▸ DATA FOR REVIEW:
-- Opening Marker --

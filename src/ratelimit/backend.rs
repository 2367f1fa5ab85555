//! Limiter trait shared by every admission algorithm.

use serde::Serialize;
use std::time::{Duration, Instant};

use super::identity::Identity;
use super::policy::Algorithm;

/// Outcome of a single admission check.
#[derive(Debug, Clone, Copy, PartialEq, Eq)]
pub struct Decision {
    /// Whether the request consumed a unit of quota
    pub admitted: bool,
    /// How long the caller should wait before retrying (rejections only)
    pub retry_after: Option<Duration>,
    /// Quota still available to the identity after this decision
    pub remaining: u64,
}

impl Decision {
    pub fn admit(remaining: u64) -> Self {
        Self {
            admitted: true,
            retry_after: None,
            remaining,
        }
    }

    pub fn reject(retry_after: Duration) -> Self {
        Self {
            admitted: false,
            retry_after: Some(retry_after),
            remaining: 0,
        }
    }
}

/// Point-in-time usage of one identity.
#[derive(Debug, Clone, PartialEq, Serialize)]
pub struct WindowSnapshot {
    pub identity: Identity,
    /// Quota consumed within the current window
    pub used: u64,
    /// Quota still available
    pub remaining: u64,
    /// Time until the identity regains quota, in milliseconds
    pub reset_after_ms: u64,
}

/// Serializable view of a limiter, served on `/stats`.
#[derive(Debug, Clone, PartialEq, Serialize)]
pub struct LimiterStats {
    pub algorithm: Algorithm,
    pub limit: Option<u64>,
    pub period_ms: Option<u64>,
    pub identities: Vec<WindowSnapshot>,
}

/// An admission-control engine.
///
/// Implementations own the identity-to-window map outright; callers only
/// reach it through these methods. `admit` is the single atomic
/// check-and-update per identity.
pub trait Limiter: Send + Sync {
    /// Decide whether one request from `identity` at `now` is admitted.
    fn admit(&self, identity: &Identity, now: Instant) -> Decision;

    /// Forget everything tracked for `identity`. Returns whether it was tracked.
    fn unregister(&self, identity: &Identity) -> bool;

    /// Drop identities not seen for at least `idle_ttl`. Returns how many were dropped.
    fn evict_idle(&self, now: Instant, idle_ttl: Duration) -> usize;

    /// Number of identities currently tracked.
    fn len(&self) -> usize;

    fn is_empty(&self) -> bool {
        self.len() == 0
    }

    /// Snapshot of every tracked identity.
    fn stats(&self, now: Instant) -> LimiterStats;

    /// Algorithm this limiter implements.
    fn algorithm(&self) -> Algorithm;

    /// Maximum admissions per period, `None` when unbounded.
    fn limit(&self) -> Option<u64>;
}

-- Closing Marker --

▸ INSTRUCTIONS FOR THE TASK: Begin with the line holding "pub trait Limiter: Send" and end with the last line of the material. Copy all of them exactly.

▸ ANSWER TO THIS EXERCISE:
pub trait Limiter: Send + Sync {
    /// Decide whether one request from `identity` at `now` is admitted.
    fn admit(&self, identity: &Identity, now: Instant) -> Decision;

    /// Forget everything tracked for `identity`. Returns whether it was tracked.
    fn unregister(&self, identity: &Identity) -> bool;

    /// Drop identities not seen for at least `idle_ttl`. Returns how many were dropped.
    fn evict_idle(&self, now: Instant, idle_ttl: Duration) -> usize;

    /// Number of identities currently tracked.
    fn len(&self) -> usize;

    fn is_empty(&self) -> bool {
        self.len() == 0
    }

    /// Snapshot of every tracked identity.
    fn stats(&self, now: Instant) -> LimiterStats;

    /// Algorithm this limiter implements.
    fn algorithm(&self) -> Algorithm;

    /// Maximum admissions per period, `None` when unbounded.
    fn limit(&self) -> Option<u64>;
}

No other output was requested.